Sebagaimana halnya dengan adat-istiadat lainnya, adat- istiadat perkawinan wong Samin dimulai dengan pra-lamaran dan lamaran. Yang dimaksud dengan pra-lamaran adalah persesuaian paham antara pihak lelaki dan orang tua perempuan, antara si jejaka dan si gadis. Baru sesudah itu meningkat ke satu tingkatan yang lebih maju lagi yang biasa disebut orang sekarang lamaran.

Cara melakukan lamaran itulah yang berbeda, adat- istiadat perkawinan dalam masyarakat Samin dimulai dengan pra-lamaran dan lamaran yang tersendiri. Pra-lamaran dan lamaran, cukup diselesaikan oleh orang tua lelaki dengan orang tua si gadis saja, atau pun ada kalanya hanya diurus langsung oleh si jejaka dan si gadis yang bersangkutan sendiri.
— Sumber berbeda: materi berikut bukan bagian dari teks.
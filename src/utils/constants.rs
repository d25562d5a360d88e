/// Axis degree bounds
pub const LAT_MAX_DEGREES: u32 = 90;
pub const LON_MAX_DEGREES: u32 = 180;

/// Canonical external precision: one decimal digit for DMS seconds
pub const SECONDS_SCALE: f64 = 10.0;

/// Canonical external precision: eight decimal digits for decimal degrees
pub const DECIMAL_DEGREES_SCALE: f64 = 1e8;

/// Rounding granularity of one-decimal seconds, in degrees. Two decimal
/// values closer than this are considered equal for round-trip purposes.
pub const ROUND_TRIP_TOLERANCE: f64 = 1.0 / 36000.0;

/// CSV column names
pub const COL_LOCATION: &str = "location";
pub const COL_LATITUDE: &str = "latitude";
pub const COL_LONGITUDE: &str = "longitude";

/// Policy option names accepted on the command line
pub const AMBIGUITY_PREFER_SOURCE: &str = "prefer-source";
pub const AMBIGUITY_REJECT: &str = "reject";
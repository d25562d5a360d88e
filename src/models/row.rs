use serde::{Deserialize, Serialize};
use validator::Validate;

use crate::error::ProcessingError;

/// One external data row as read from the row store. Empty cells are `None`.
#[derive(Debug, Clone, Default, PartialEq, Serialize, Deserialize)]
pub struct LocationRow {
    pub location_text: Option<String>,
    pub latitude_text: Option<String>,
    pub longitude_text: Option<String>,
}

impl LocationRow {
    pub fn new(
        location_text: Option<String>,
        latitude_text: Option<String>,
        longitude_text: Option<String>,
    ) -> Self {
        Self {
            location_text,
            latitude_text,
            longitude_text,
        }
    }

    pub fn has_location_text(&self) -> bool {
        self.location_text
            .as_deref()
            .is_some_and(|s| !s.trim().is_empty())
    }

    pub fn has_decimal_pair(&self) -> bool {
        self.has_latitude_text() && self.has_longitude_text()
    }

    pub fn has_latitude_text(&self) -> bool {
        self.latitude_text
            .as_deref()
            .is_some_and(|s| !s.trim().is_empty())
    }

    pub fn has_longitude_text(&self) -> bool {
        self.longitude_text
            .as_deref()
            .is_some_and(|s| !s.trim().is_empty())
    }
}

/// A computed update for one row: the canonical DMS text plus the decimal
/// pair rounded to 8 digits.
#[derive(Debug, Clone, PartialEq, Serialize, Deserialize, Validate)]
pub struct RowUpdate {
    pub row: usize,
    pub location_text: String,

    #[validate(range(min = -90.0, max = 90.0))]
    pub latitude: f64,

    #[validate(range(min = -180.0, max = 180.0))]
    pub longitude: f64,
}

impl RowUpdate {
    pub fn new(row: usize, location_text: String, latitude: f64, longitude: f64) -> Self {
        Self {
            row,
            location_text,
            latitude,
            longitude,
        }
    }
}

#[derive(Debug, Clone, Copy, PartialEq, Eq, Serialize, Deserialize)]
pub enum FailureKind {
    InvalidFormat,
    OutOfRange,
    AmbiguousSource,
}

/// A per-row conversion failure, preserving the offending source text so a
/// human can correct it.
#[derive(Debug, Clone, PartialEq, Serialize, Deserialize)]
pub struct RowFailure {
    pub row: usize,
    pub kind: FailureKind,
    pub source_text: String,
    pub details: String,
}

impl RowFailure {
    pub fn from_error(row: usize, source_text: &str, error: &ProcessingError) -> Self {
        let kind = match error {
            ProcessingError::OutOfRange(_) => FailureKind::OutOfRange,
            ProcessingError::AmbiguousSource(_) => FailureKind::AmbiguousSource,
            _ => FailureKind::InvalidFormat,
        };

        Self {
            row,
            kind,
            source_text: source_text.to_string(),
            details: error.to_string(),
        }
    }
}

/// Outcome of mapping a batch of rows: all computed updates plus all per-row
/// failures, with summary counts.
#[derive(Debug, Clone, Default, Serialize)]
pub struct BatchReport {
    pub total_rows: usize,
    pub converted_rows: usize,
    pub skipped_rows: usize,
    pub failed_rows: usize,
    pub updates: Vec<RowUpdate>,
    pub failures: Vec<RowFailure>,
}

impl BatchReport {
    pub fn new(total_rows: usize) -> Self {
        Self {
            total_rows,
            ..Default::default()
        }
    }

    pub fn summary(&self) -> String {
        let mut lines = Vec::new();
        lines.push("Batch Conversion Report".to_string());
        lines.push("=======================".to_string());
        lines.push(format!("Total rows:     {}", self.total_rows));
        lines.push(format!("Converted:      {}", self.converted_rows));
        lines.push(format!("Skipped (empty): {}", self.skipped_rows));
        lines.push(format!("Failed:         {}", self.failed_rows));

        if !self.failures.is_empty() {
            lines.push(String::new());
            lines.push("Failing rows:".to_string());
            for failure in &self.failures {
                lines.push(format!(
                    "  row {}: '{}' - {}",
                    failure.row, failure.source_text, failure.details
                ));
            }
        }

        lines.join("\n")
    }
}
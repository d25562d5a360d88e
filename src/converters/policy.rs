use crate::error::{ProcessingError, Result};
use crate::utils::constants::{AMBIGUITY_PREFER_SOURCE, AMBIGUITY_REJECT};

/// Decimal separator written in the seconds field of canonical DMS output.
/// External consumers require both conventions.
#[derive(Debug, Clone, Copy, PartialEq, Eq, Default)]
pub enum DecimalSeparator {
    #[default]
    Point,
    Comma,
}

/// Zero-padding of the longitude degree field. Latitude degrees are always
/// two-digit zero-padded.
#[derive(Debug, Clone, Copy, PartialEq, Eq, Default)]
pub enum DegreePadding {
    #[default]
    Unpadded,
    ZeroPadded,
}

/// How a row carrying both a DMS text field and decimal fields is handled
/// when the two disagree.
///
/// `PreferSource` (the default) lets the conversion direction pick the
/// authoritative field: DMS text when converting text to decimal, decimal
/// fields when converting decimal to text. The other side is ignored.
/// `Reject` fails the row with `AmbiguousSource` when both sides are
/// well-formed and disagree beyond the one-decimal-seconds granularity.
#[derive(Debug, Clone, Copy, PartialEq, Eq, Default)]
pub enum AmbiguityPolicy {
    #[default]
    PreferSource,
    Reject,
}

impl AmbiguityPolicy {
    pub fn from_name(name: &str) -> Result<Self> {
        match name {
            AMBIGUITY_PREFER_SOURCE => Ok(AmbiguityPolicy::PreferSource),
            AMBIGUITY_REJECT => Ok(AmbiguityPolicy::Reject),
            other => Err(ProcessingError::Config(format!(
                "unknown ambiguity policy: '{}' (expected '{}' or '{}')",
                other, AMBIGUITY_PREFER_SOURCE, AMBIGUITY_REJECT
            ))),
        }
    }
}

/// One configuration object unifying the formatting and precedence variants
/// observed across external consumers.
#[derive(Debug, Clone, Copy, PartialEq, Eq, Default)]
pub struct ConversionPolicy {
    pub decimal_separator: DecimalSeparator,
    pub longitude_padding: DegreePadding,
    pub ambiguity: AmbiguityPolicy,
}

impl ConversionPolicy {
    pub fn new() -> Self {
        Self::default()
    }

    pub fn with_decimal_comma(mut self, comma: bool) -> Self {
        self.decimal_separator = if comma {
            DecimalSeparator::Comma
        } else {
            DecimalSeparator::Point
        };
        self
    }

    pub fn with_padded_longitude(mut self, padded: bool) -> Self {
        self.longitude_padding = if padded {
            DegreePadding::ZeroPadded
        } else {
            DegreePadding::Unpadded
        };
        self
    }

    pub fn with_ambiguity(mut self, name: &str) -> Result<Self> {
        self.ambiguity = AmbiguityPolicy::from_name(name)?;
        Ok(self)
    }
}

#[cfg(test)]
mod tests {
    use super::*;

    #[test]
    fn test_default_policy() {
        let policy = ConversionPolicy::new();
        assert_eq!(policy.decimal_separator, DecimalSeparator::Point);
        assert_eq!(policy.longitude_padding, DegreePadding::Unpadded);
        assert_eq!(policy.ambiguity, AmbiguityPolicy::PreferSource);
    }

    #[test]
    fn test_ambiguity_policy_names() {
        assert_eq!(
            AmbiguityPolicy::from_name("prefer-source").unwrap(),
            AmbiguityPolicy::PreferSource
        );
        assert_eq!(
            AmbiguityPolicy::from_name("reject").unwrap(),
            AmbiguityPolicy::Reject
        );
        assert!(AmbiguityPolicy::from_name("strict").is_err());
    }

    #[test]
    fn test_policy_builders() {
        let policy = ConversionPolicy::new()
            .with_decimal_comma(true)
            .with_padded_longitude(true)
            .with_ambiguity("reject")
            .unwrap();

        assert_eq!(policy.decimal_separator, DecimalSeparator::Comma);
        assert_eq!(policy.longitude_padding, DegreePadding::ZeroPadded);
        assert_eq!(policy.ambiguity, AmbiguityPolicy::Reject);
    }
}
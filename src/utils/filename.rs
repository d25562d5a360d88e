use std::path::{Path, PathBuf};

/// Generate the default output filename for a converted CSV, derived from
/// the input name: `stations.csv` -> `stations-converted.csv`.
pub fn generate_default_output_filename(input: &Path) -> PathBuf {
    let stem = input
        .file_stem()
        .and_then(|s| s.to_str())
        .unwrap_or("output");

    let filename = format!("{}-converted.csv", stem);

    match input.parent() {
        Some(parent) => parent.join(filename),
        None => PathBuf::from(filename),
    }
}

#[cfg(test)]
mod tests {
    use super::*;

    #[test]
    fn test_default_output_filename() {
        let path = generate_default_output_filename(Path::new("data/stations.csv"));
        assert_eq!(path, PathBuf::from("data/stations-converted.csv"));
    }

    #[test]
    fn test_default_output_filename_bare() {
        let path = generate_default_output_filename(Path::new("rows.csv"));
        assert_eq!(path, PathBuf::from("rows-converted.csv"));
    }
}
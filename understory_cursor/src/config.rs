// Copyright 2025 the Understory Authors
// SPDX-License-Identifier: Apache-2.0 OR MIT

//! Tunables for the cursor tracker and its host binding.

use alloc::borrow::Cow;

use crate::classes::ClassNames;
use crate::radius::CornerRadius;

/// A one-shot CSS animation applied to the text inside a hovered element.
#[derive(Clone, Debug, PartialEq, Eq)]
pub struct ShakeAnimation {
    /// Value for the inline `animation` property.
    pub css: Cow<'static, str>,
    /// Length of the animation in milliseconds.
    pub duration_ms: u32,
}

/// Configuration shared by the tracker and host bindings.
#[derive(Clone, Debug, PartialEq)]
pub struct CursorConfig {
    /// Gap between a hovered element's box and the proxy, on every side.
    pub padding: f64,
    /// Idle dot diameter.
    pub dot_size: f64,
    /// Idle dot diameter while a button is held.
    pub pressed_dot_size: f64,
    /// Radius used for elements with no visible rounding.
    pub fallback_radius: CornerRadius,
    /// Played on an element's text when the pointer enters it.
    pub enter_shake: ShakeAnimation,
    /// Played on an element's text when the pointer detaches from it, then cleared.
    pub leave_shake: ShakeAnimation,
    /// Selector matching interactive elements.
    pub interactive_selector: Cow<'static, str>,
    /// Selector matching the text-bearing descendants that shake.
    pub text_selector: Cow<'static, str>,
    /// Class names for the proxy's style tags.
    pub class_names: ClassNames,
}

impl Default for CursorConfig {
    fn default() -> Self {
        Self {
            padding: 3.0,
            dot_size: 12.0,
            pressed_dot_size: 8.0,
            fallback_radius: CornerRadius::from_static("12px"),
            enter_shake: ShakeAnimation {
                css: Cow::Borrowed("cursorShake 0.3s ease-out"),
                duration_ms: 300,
            },
            leave_shake: ShakeAnimation {
                css: Cow::Borrowed("cursorShake 0.2s ease-out"),
                duration_ms: 200,
            },
            interactive_selector: Cow::Borrowed(
                r#"a, button, [role="button"], input[type="submit"], .cursor-hover"#,
            ),
            text_selector: Cow::Borrowed("span, p, h1, h2, h3, h4, h5, h6"),
            class_names: ClassNames::default(),
        }
    }
}

impl CursorConfig {
    /// Set the hover padding.
    pub fn with_padding(mut self, padding: f64) -> Self {
        self.padding = padding;
        self
    }

    /// Set the idle and pressed dot diameters.
    pub fn with_dot_sizes(mut self, dot_size: f64, pressed_dot_size: f64) -> Self {
        self.dot_size = dot_size;
        self.pressed_dot_size = pressed_dot_size;
        self
    }

    /// Set the fallback corner radius.
    pub fn with_fallback_radius(mut self, radius: CornerRadius) -> Self {
        self.fallback_radius = radius;
        self
    }

    /// Set the interactive-element selector.
    pub fn with_interactive_selector(mut self, selector: impl Into<Cow<'static, str>>) -> Self {
        self.interactive_selector = selector.into();
        self
    }

    /// Dot diameter for the given click state.
    pub fn dot_diameter(&self, pressed: bool) -> f64 {
        if pressed {
            self.pressed_dot_size
        } else {
            self.dot_size
        }
    }
}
Sifat mudah dan sederhana itulah yang kadang-kadang digunakan pula oleh masyarakat diluar wong samin untuk mengacau kemurnian adat perkawinan ini. Wong Samin tidak mengenal perantara untuk menghubungkan perkawinan anaknya itu.

Sesudah antara orang tua si lelaki dan orang tua si perempuan atau si jejaka dan si gadis bersesuaian paham, maka itu berarti sudah terikat dalam suatu pertunangan dan berarti pula sudah dilaluinya masa peminangan atau pelamaran. Kesepakatan itu terwujud apabila "calon suami dan isteri" saling menyatakan "padha dhemene" (saling suka sama suka). Pernyataan ini bukan sekedar ucapan, tetapi diikuti dengan bukti tindakan dengan melakukan hubungan layaknya suami- istri. Selesai melakukan, laki-laki "calon suami" memberitahukan kepada orang tua si gadis "calon isteri". Hal itu dilakukan, setelah orang tua laki-laki melamar kepada keluarga pihak perempuan dan diterima.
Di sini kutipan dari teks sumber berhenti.